(DATA)
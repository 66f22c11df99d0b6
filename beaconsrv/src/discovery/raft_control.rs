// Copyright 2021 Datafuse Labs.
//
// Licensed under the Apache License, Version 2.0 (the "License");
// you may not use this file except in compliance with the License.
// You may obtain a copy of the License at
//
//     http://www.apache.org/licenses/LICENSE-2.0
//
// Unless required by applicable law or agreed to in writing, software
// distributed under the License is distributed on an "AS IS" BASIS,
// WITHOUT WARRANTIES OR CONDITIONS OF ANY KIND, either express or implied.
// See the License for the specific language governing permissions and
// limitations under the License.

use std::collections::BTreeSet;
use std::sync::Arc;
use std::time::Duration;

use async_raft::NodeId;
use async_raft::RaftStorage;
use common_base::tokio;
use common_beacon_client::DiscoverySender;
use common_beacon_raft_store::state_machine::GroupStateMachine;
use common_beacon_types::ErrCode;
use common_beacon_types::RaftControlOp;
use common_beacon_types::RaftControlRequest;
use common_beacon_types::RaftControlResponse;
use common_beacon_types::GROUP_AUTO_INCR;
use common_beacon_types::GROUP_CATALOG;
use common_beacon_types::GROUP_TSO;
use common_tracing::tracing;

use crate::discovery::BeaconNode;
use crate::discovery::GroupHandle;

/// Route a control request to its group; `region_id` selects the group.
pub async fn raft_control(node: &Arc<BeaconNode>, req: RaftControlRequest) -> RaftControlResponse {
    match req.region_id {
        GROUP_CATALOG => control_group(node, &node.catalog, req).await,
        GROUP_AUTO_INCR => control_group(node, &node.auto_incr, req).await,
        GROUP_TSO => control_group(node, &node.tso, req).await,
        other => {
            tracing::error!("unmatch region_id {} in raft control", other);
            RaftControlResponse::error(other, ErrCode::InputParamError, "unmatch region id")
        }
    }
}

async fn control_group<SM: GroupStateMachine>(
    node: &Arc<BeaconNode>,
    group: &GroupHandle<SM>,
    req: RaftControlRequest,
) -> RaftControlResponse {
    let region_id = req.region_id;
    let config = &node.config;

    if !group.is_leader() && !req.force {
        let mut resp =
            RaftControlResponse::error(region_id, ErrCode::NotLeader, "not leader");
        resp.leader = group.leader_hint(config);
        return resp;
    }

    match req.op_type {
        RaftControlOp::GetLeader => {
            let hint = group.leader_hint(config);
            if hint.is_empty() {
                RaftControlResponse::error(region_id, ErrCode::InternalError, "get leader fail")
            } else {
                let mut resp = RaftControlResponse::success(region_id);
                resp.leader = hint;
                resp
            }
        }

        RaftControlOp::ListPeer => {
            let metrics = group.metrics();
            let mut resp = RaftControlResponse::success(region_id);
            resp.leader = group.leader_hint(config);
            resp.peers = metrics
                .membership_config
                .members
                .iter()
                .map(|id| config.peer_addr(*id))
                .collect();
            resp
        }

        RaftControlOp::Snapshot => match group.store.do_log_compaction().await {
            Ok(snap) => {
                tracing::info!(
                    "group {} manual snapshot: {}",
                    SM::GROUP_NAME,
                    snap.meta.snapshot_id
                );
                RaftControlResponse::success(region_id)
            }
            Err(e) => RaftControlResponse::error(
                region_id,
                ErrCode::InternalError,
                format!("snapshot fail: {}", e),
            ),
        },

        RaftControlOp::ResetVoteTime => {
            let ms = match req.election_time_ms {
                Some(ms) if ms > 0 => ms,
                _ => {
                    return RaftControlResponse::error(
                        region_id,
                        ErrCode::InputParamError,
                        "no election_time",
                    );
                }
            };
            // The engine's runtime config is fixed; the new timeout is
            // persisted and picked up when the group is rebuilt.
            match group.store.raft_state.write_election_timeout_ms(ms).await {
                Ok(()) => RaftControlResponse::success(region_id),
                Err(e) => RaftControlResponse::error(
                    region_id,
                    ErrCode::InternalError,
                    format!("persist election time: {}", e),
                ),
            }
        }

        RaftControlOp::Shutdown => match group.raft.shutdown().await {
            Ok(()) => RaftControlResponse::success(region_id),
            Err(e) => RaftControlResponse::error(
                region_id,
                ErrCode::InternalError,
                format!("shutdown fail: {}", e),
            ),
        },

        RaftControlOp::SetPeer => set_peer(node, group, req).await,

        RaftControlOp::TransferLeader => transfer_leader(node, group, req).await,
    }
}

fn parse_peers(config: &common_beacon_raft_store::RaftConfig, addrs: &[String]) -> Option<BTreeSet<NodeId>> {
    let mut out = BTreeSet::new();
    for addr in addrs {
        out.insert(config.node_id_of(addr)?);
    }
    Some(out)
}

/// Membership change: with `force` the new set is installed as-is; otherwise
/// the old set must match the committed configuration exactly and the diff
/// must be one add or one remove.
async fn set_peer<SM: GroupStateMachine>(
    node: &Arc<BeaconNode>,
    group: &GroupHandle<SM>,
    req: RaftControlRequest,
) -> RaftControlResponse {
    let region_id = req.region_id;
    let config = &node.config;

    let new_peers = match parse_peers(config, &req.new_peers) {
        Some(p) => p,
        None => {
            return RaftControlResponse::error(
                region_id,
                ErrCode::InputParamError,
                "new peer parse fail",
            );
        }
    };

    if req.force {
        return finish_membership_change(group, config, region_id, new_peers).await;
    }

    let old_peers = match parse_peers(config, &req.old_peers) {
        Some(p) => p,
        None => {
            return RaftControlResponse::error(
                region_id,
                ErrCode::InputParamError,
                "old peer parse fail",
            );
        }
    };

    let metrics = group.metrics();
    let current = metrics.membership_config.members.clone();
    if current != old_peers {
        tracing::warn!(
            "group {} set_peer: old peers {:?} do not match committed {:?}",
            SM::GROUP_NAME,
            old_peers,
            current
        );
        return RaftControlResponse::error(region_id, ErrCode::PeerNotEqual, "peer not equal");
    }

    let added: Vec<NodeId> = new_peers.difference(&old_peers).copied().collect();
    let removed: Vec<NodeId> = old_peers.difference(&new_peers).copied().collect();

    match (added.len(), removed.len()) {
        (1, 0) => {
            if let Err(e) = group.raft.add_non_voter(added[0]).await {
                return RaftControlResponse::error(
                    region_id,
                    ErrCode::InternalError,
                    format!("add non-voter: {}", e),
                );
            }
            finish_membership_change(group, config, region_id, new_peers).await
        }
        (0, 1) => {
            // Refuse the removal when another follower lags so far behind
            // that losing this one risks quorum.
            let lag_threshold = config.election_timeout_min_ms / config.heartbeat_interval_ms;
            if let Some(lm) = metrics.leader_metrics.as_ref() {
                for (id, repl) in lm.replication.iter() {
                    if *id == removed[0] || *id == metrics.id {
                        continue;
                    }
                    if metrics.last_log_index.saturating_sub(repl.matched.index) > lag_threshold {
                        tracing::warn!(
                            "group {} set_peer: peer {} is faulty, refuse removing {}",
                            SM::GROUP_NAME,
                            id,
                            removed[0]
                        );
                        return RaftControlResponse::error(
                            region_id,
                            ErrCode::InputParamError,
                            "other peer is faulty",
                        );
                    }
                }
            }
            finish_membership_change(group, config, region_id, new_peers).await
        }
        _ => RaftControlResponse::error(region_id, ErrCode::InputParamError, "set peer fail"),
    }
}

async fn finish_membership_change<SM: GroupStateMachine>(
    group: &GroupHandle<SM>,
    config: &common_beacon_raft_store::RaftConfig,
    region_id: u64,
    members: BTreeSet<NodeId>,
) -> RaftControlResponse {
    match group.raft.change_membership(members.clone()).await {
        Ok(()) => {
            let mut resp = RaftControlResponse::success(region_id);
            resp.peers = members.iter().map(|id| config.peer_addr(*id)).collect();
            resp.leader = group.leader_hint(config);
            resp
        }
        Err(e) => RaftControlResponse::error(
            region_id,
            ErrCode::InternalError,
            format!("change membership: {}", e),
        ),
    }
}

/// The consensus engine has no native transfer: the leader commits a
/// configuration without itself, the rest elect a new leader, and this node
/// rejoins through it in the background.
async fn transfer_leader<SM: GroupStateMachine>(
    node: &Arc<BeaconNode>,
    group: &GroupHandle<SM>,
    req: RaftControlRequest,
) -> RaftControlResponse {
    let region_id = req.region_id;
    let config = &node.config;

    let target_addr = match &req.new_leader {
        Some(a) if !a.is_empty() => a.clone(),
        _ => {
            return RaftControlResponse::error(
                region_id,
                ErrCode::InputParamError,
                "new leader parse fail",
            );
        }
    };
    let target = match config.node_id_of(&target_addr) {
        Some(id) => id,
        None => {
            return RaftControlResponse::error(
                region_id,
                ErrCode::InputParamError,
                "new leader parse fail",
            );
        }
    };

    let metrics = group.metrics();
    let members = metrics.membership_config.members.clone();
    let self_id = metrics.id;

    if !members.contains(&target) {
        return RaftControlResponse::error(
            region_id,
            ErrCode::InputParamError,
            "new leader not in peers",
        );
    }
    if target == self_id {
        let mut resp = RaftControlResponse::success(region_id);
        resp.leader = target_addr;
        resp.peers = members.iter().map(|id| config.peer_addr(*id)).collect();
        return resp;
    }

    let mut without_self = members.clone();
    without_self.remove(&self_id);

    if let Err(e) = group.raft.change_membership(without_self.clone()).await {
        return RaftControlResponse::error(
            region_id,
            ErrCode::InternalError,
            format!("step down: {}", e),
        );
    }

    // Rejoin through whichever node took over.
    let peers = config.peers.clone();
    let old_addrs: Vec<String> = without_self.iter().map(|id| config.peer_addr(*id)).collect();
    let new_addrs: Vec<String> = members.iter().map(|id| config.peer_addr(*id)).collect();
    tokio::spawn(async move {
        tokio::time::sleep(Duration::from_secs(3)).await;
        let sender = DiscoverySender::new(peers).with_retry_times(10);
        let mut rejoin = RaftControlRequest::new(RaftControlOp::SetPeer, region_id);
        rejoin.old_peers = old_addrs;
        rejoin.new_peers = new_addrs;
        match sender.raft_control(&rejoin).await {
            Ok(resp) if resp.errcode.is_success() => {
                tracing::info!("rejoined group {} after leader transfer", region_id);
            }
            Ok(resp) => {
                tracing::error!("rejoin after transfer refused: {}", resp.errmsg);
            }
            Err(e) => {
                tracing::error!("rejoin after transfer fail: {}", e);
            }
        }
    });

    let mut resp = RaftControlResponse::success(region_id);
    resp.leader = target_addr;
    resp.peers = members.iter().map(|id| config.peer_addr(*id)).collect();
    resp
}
(End DATA)
(DATA)
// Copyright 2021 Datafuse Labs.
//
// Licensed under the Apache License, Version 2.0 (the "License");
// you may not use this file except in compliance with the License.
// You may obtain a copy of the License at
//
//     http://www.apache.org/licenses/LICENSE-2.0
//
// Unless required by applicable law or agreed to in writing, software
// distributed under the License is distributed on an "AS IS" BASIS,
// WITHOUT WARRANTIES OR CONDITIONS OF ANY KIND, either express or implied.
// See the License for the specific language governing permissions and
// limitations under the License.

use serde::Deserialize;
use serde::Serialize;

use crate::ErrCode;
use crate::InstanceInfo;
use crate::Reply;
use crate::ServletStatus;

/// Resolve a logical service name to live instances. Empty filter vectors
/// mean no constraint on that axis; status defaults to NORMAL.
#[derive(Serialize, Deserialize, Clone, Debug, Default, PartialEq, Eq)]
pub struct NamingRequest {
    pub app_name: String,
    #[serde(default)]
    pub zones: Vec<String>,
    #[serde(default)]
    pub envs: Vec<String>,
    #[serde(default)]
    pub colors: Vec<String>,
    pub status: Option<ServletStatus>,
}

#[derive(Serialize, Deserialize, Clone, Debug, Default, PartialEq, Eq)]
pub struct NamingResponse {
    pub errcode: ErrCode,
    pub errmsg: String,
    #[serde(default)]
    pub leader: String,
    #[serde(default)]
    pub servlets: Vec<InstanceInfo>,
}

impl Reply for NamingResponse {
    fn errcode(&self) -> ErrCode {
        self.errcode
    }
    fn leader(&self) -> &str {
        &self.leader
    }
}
(End DATA)
DIRECTIONS | Looking at the listing above, tally the lines containing "GroupStateMachine" and give only that tally.

TASK RESULT | 5